The next morning, March 1, 2019, the court told counsel, "I think that [the] issue [with the doctor's appointment] ultimately was resolved. I advised [Juror No. 12] if she could get an appointment, we could accommodate her appointment. And so hopefully that is no longer an issue. [¶] It seemed that she was more concerned with regard to a loss of income. [¶] . . . [¶] So at this point the problem is that I really can't excuse her under the law unless she indicates that she is no longer able to fulfill her obligations as a juror. This is a much higher standard now that she is a sworn juror as opposed to, you know, during the process of jury selection."
When Juror No. 12 arrived, she informed the court that she had scheduled her medical appointment for 4:00 p.m. that day. The court responded that it would break early for the day so she could go to her appointment. Upon the court's inquiry, Juror No. 12 assured the court that she could still be fair to both sides and base her verdict only on the evidence presented in court. Regardless, Juror No. 12 requested to be excused because her husband had to leave the state on March 14 to deal with issues related to his visa. His lawyer wanted her to obtain a transcript from the IRS office, which she needed to get in person.
The court explained the case would likely conclude on the same week that it was submitted to the jury, so the juror would have time to obtain the transcript. If deliberations lasted longer, the court would delay deliberations for a whole morning or even a whole day for the juror to go to the IRS office. The court said, "I mean because I don't want that to weigh on your mind. You know, we'll give you the time to get that. [¶] Like I said, I think you will be done by then. But even if deliberations are still ongoing, we will stop what we're doing and give you the time to make sure that you get that so that you are not worried about that."
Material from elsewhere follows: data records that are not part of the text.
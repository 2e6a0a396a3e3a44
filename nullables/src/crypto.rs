//! Nullable crypto service — deterministic signatures, controllable verdicts.

use ctgossip_crypto::{CryptoError, CryptoService};
use ctgossip_types::GossipObject;

/// A crypto service whose verification verdict is fixed at construction and
/// whose shares and aggregates are deterministic strings.
///
/// Shares are `share:<self_id>:<message-as-lossy-utf8>`; aggregates join the
/// contributing signer identities, so tests can assert on exact values.
pub struct NullCrypto {
    self_id: String,
    accept_all: bool,
}

impl NullCrypto {
    /// A service that accepts every object.
    pub fn new(self_id: impl Into<String>) -> Self {
        Self {
            self_id: self_id.into(),
            accept_all: true,
        }
    }

    /// A service that rejects every object (for failure-path tests).
    pub fn rejecting(self_id: impl Into<String>) -> Self {
        Self {
            self_id: self_id.into(),
            accept_all: false,
        }
    }
}

impl CryptoService for NullCrypto {
    fn self_id(&self) -> &str {
        &self.self_id
    }

    fn verify(&self, obj: &GossipObject) -> Result<(), CryptoError> {
        if self.accept_all {
            Ok(())
        } else {
            Err(CryptoError::InvalidSignature(format!(
                "null crypto rejects {}",
                obj.wire_type
            )))
        }
    }

    fn sign_share(&self, message: &[u8]) -> Result<String, CryptoError> {
        Ok(format!(
            "share:{}:{}",
            self.self_id,
            String::from_utf8_lossy(message)
        ))
    }

    fn aggregate(
        &self,
        _message: &[u8],
        shares: &[(String, String)],
    ) -> Result<String, CryptoError> {
        let mut signers: Vec<&str> = shares.iter().map(|(s, _)| s.as_str()).collect();
        signers.sort_unstable();
        Ok(format!("aggregate:{}", signers.join("+")))
    }
}

#[cfg(test)]
mod tests {
    use super::*;
    use ctgossip_types::{SignatureScheme, WireType};

    fn obj() -> GossipObject {
        GossipObject {
            app: "ct".into(),
            period: "p1".into(),
            wire_type: WireType::SthInit,
            signer: "x".into(),
            co_signers: Vec::new(),
            signature: "s".into(),
            second_signature: None,
            timestamp: 0,
            scheme: SignatureScheme::Ed25519,
            payload: ["u".into(), String::new(), String::new()],
        }
    }

    #[test]
    fn verdict_is_fixed() {
        assert!(NullCrypto::new("g1").verify(&obj()).is_ok());
        assert!(NullCrypto::rejecting("g1").verify(&obj()).is_err());
    }

    #[test]
    fn shares_are_deterministic() {
        let c = NullCrypto::new("g1");
        assert_eq!(c.sign_share(b"m").unwrap(), "share:g1:m");
        assert_eq!(
            c.aggregate(b"m", &[("g2".into(), "s2".into()), ("g1".into(), "s1".into())])
                .unwrap(),
            "aggregate:g1+g2"
        );
    }
}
The juror said she still wanted to be excused because she had been unable to work. She explained that she was unable to work remotely or after court. The court said it could have court sessions start later or end early to assist the juror, but cautioned that reducing the daily hours could extend the days the case continued.
Outside the juror's presence, the court again said that it "did not see any legal ground to excuse [Juror No. 12]." Defense counsel argued that Juror No. 12 should be excused because she was not candid with the court regarding these hardships during voir dire. Defense counsel also argued that the juror should be excused because she had "pressing needs" that might cause her to "go with the flow" and decline to be a holdout juror.
The court found that its accommodation of Juror No. 12's medical appointment, as well as time to get the IRS transcript, "set her mind at ease." The court said if the juror had health issues related to her brain scan, it would reconsider the issue. The court said, "Her main focus really did seem to be that she's missing out on clients, but she did say very clearly that she could still be fair to both sides, that she would base her verdict only on the evidence. And so I don't believe that she's in a position where she is unable to fulfill her duties as a juror at this time." The court also found that Juror No. 12 was not deliberately deceptive during voir dire. The juror explained that she thought she was going to have an assistant at work, and the IRS transcript issue was unanticipated. The court concluded that "at this time I don't believe that there is adequate cause to excuse her, so she will remain."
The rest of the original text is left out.